Each line of the listing should be reproduced exactly.

DATA PROVIDED START

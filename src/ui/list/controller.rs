use crate::api::{ApiError, Request, Response, INVALID_FORMAT_MESSAGE};
use crate::model::{StudentDraft, StudentId};
use crate::ui::confirm::{Confirm, DELETE_PROMPT};
use crate::ui::mvi::{dispatch_mvi, Reducer};
use crate::ui::phase::{ErrorKind, ViewError};
use crate::ui::ticket::{Pending, RequestTracker, Ticket};

use super::intent::ListIntent;
use super::reducer::ListReducer;
use super::state::ListState;

/// Owns the list screen's state and its single in-flight request.
#[derive(Debug, Default)]
pub struct ListController {
    state: ListState,
    requests: RequestTracker,
}

impl ListController {
    pub fn new() -> Self {
        Self::default()
    }

    pub fn state(&self) -> &ListState {
        &self.state
    }

    pub fn mount_id(&self) -> u64 {
        self.requests.mount()
    }

    /// First fetch when the screen is shown.
    pub fn mount(&mut self) -> Option<Pending> {
        self.refresh()
    }

    pub fn refresh(&mut self) -> Option<Pending> {
        self.begin(Request::List)
    }

    /// Create a record; the returned one is appended once the server confirms.
    pub fn create(&mut self, draft: StudentDraft) -> Option<Pending> {
        if self.requests.in_flight() {
            return None;
        }
        if let Err(err) = draft.validate() {
            self.dispatch(ListIntent::Failed { error: err.into() });
            return None;
        }
        self.begin(Request::Create { draft })
    }

    /// Replace a record; the store changes only once the server confirms.
    pub fn update(&mut self, id: StudentId, draft: StudentDraft) -> Option<Pending> {
        if self.requests.in_flight() {
            return None;
        }
        if let Err(err) = draft.validate() {
            self.dispatch(ListIntent::Failed { error: err.into() });
            return None;
        }
        self.begin(Request::Update { id, draft })
    }

    /// Delete a listed record after confirmation. Declining leaves everything
    /// untouched; an id that is not in the store is reported without asking.
    pub fn delete(&mut self, id: StudentId, confirm: &impl Confirm) -> Option<Pending> {
        if self.requests.in_flight() {
            return None;
        }
        if self.state.store.get(&id).is_none() {
            let missing = ApiError::NotFound { id };
            self.dispatch(ListIntent::Failed {
                error: ViewError::from(&missing),
            });
            return None;
        }
        if !confirm.confirm(DELETE_PROMPT) {
            return None;
        }
        self.begin(Request::Delete { id })
    }

    pub fn toggle_active_only(&mut self) {
        self.dispatch(ListIntent::ToggleActiveOnly);
    }

    pub fn toggle_selected(&mut self, id: StudentId) {
        self.dispatch(ListIntent::ToggleSelected { id });
    }

    pub fn toggle_row(&mut self, index: usize) {
        self.dispatch(ListIntent::ToggleRow { index });
    }

    pub fn dismiss_error(&mut self) {
        self.dispatch(ListIntent::DismissError);
    }

    /// Apply the result of a request issued by this controller.
    ///
    /// Returns `false` when the ticket is stale and nothing changed.
    pub fn finish(&mut self, ticket: Ticket, result: Result<Response, ApiError>) -> bool {
        if !self.requests.accept(ticket) {
            return false;
        }

        let intent = match result {
            Ok(Response::Listed(students)) => ListIntent::Loaded { students },
            Ok(Response::Created(student)) => ListIntent::Created { student },
            Ok(Response::Updated(student)) => ListIntent::Updated { student },
            Ok(Response::Deleted(id)) => ListIntent::Deleted { id },
            Ok(other) => {
                tracing::warn!(?other, "Unexpected response for list screen");
                ListIntent::Failed {
                    error: ViewError::new(ErrorKind::Format, INVALID_FORMAT_MESSAGE),
                }
            }
            Err(err) => ListIntent::Failed {
                error: ViewError::from(&err),
            },
        };
        self.dispatch(intent);
        true
    }

    pub fn dispatch(&mut self, intent: ListIntent) {
        dispatch_mvi!(self, state, ListReducer, intent);
    }

    fn begin(&mut self, request: Request) -> Option<Pending> {
        let pending = self.requests.issue(request)?;
        self.dispatch(ListIntent::Started);
        Some(pending)
    }
}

DATA PROVIDED END

| SOLUTION |
filename src/ui/list/controller.rs
use crate::api::{ApiError, Request, Response, INVALID_FORMAT_MESSAGE};
use crate::model::{StudentDraft, StudentId};
use crate::ui::confirm::{Confirm, DELETE_PROMPT};
use crate::ui::mvi::{dispatch_mvi, Reducer};
use crate::ui::phase::{ErrorKind, ViewError};
use crate::ui::ticket::{Pending, RequestTracker, Ticket};

use super::intent::ListIntent;
use super::reducer::ListReducer;
use super::state::ListState;

/// Owns the list screen's state and its single in-flight request.
#[derive(Debug, Default)]
pub struct ListController {
    state: ListState,
    requests: RequestTracker,
}

impl ListController {
    pub fn new() -> Self {
        Self::default()
    }

    pub fn state(&self) -> &ListState {
        &self.state
    }

    pub fn mount_id(&self) -> u64 {
        self.requests.mount()
    }

    /// First fetch when the screen is shown.
    pub fn mount(&mut self) -> Option<Pending> {
        self.refresh()
    }

    pub fn refresh(&mut self) -> Option<Pending> {
        self.begin(Request::List)
    }

    /// Create a record; the returned one is appended once the server confirms.
    pub fn create(&mut self, draft: StudentDraft) -> Option<Pending> {
        if self.requests.in_flight() {
            return None;
        }
        if let Err(err) = draft.validate() {
            self.dispatch(ListIntent::Failed { error: err.into() });
            return None;
        }
        self.begin(Request::Create { draft })
    }

    /// Replace a record; the store changes only once the server confirms.
    pub fn update(&mut self, id: StudentId, draft: StudentDraft) -> Option<Pending> {
        if self.requests.in_flight() {
            return None;
        }
        if let Err(err) = draft.validate() {
            self.dispatch(ListIntent::Failed { error: err.into() });
            return None;
        }
        self.begin(Request::Update { id, draft })
    }

    /// Delete a listed record after confirmation. Declining leaves everything
    /// untouched; an id that is not in the store is reported without asking.
    pub fn delete(&mut self, id: StudentId, confirm: &impl Confirm) -> Option<Pending> {
        if self.requests.in_flight() {
            return None;
        }
        if self.state.store.get(&id).is_none() {
            let missing = ApiError::NotFound { id };
            self.dispatch(ListIntent::Failed {
                error: ViewError::from(&missing),
            });
            return None;
        }
        if !confirm.confirm(DELETE_PROMPT) {
            return None;
        }
        self.begin(Request::Delete { id })
    }

    pub fn toggle_active_only(&mut self) {
        self.dispatch(ListIntent::ToggleActiveOnly);
    }

    pub fn toggle_selected(&mut self, id: StudentId) {
        self.dispatch(ListIntent::ToggleSelected { id });
    }

    pub fn toggle_row(&mut self, index: usize) {
        self.dispatch(ListIntent::ToggleRow { index });
    }

    pub fn dismiss_error(&mut self) {
        self.dispatch(ListIntent::DismissError);
    }

    /// Apply the result of a request issued by this controller.
    ///
    /// Returns `false` when the ticket is stale and nothing changed.
    pub fn finish(&mut self, ticket: Ticket, result: Result<Response, ApiError>) -> bool {
        if !self.requests.accept(ticket) {
            return false;
        }

        let intent = match result {
            Ok(Response::Listed(students)) => ListIntent::Loaded { students },
            Ok(Response::Created(student)) => ListIntent::Created { student },
            Ok(Response::Updated(student)) => ListIntent::Updated { student },
            Ok(Response::Deleted(id)) => ListIntent::Deleted { id },
            Ok(other) => {
                tracing::warn!(?other, "Unexpected response for list screen");
                ListIntent::Failed {
                    error: ViewError::new(ErrorKind::Format, INVALID_FORMAT_MESSAGE),
                }
            }
            Err(err) => ListIntent::Failed {
                error: ViewError::from(&err),
            },
        };
        self.dispatch(intent);
        true
    }

    pub fn dispatch(&mut self, intent: ListIntent) {
        dispatch_mvi!(self, state, ListReducer, intent);
    }

    fn begin(&mut self, request: Request) -> Option<Pending> {
        let pending = self.requests.issue(request)?;
        self.dispatch(ListIntent::Started);
        Some(pending)
    }
}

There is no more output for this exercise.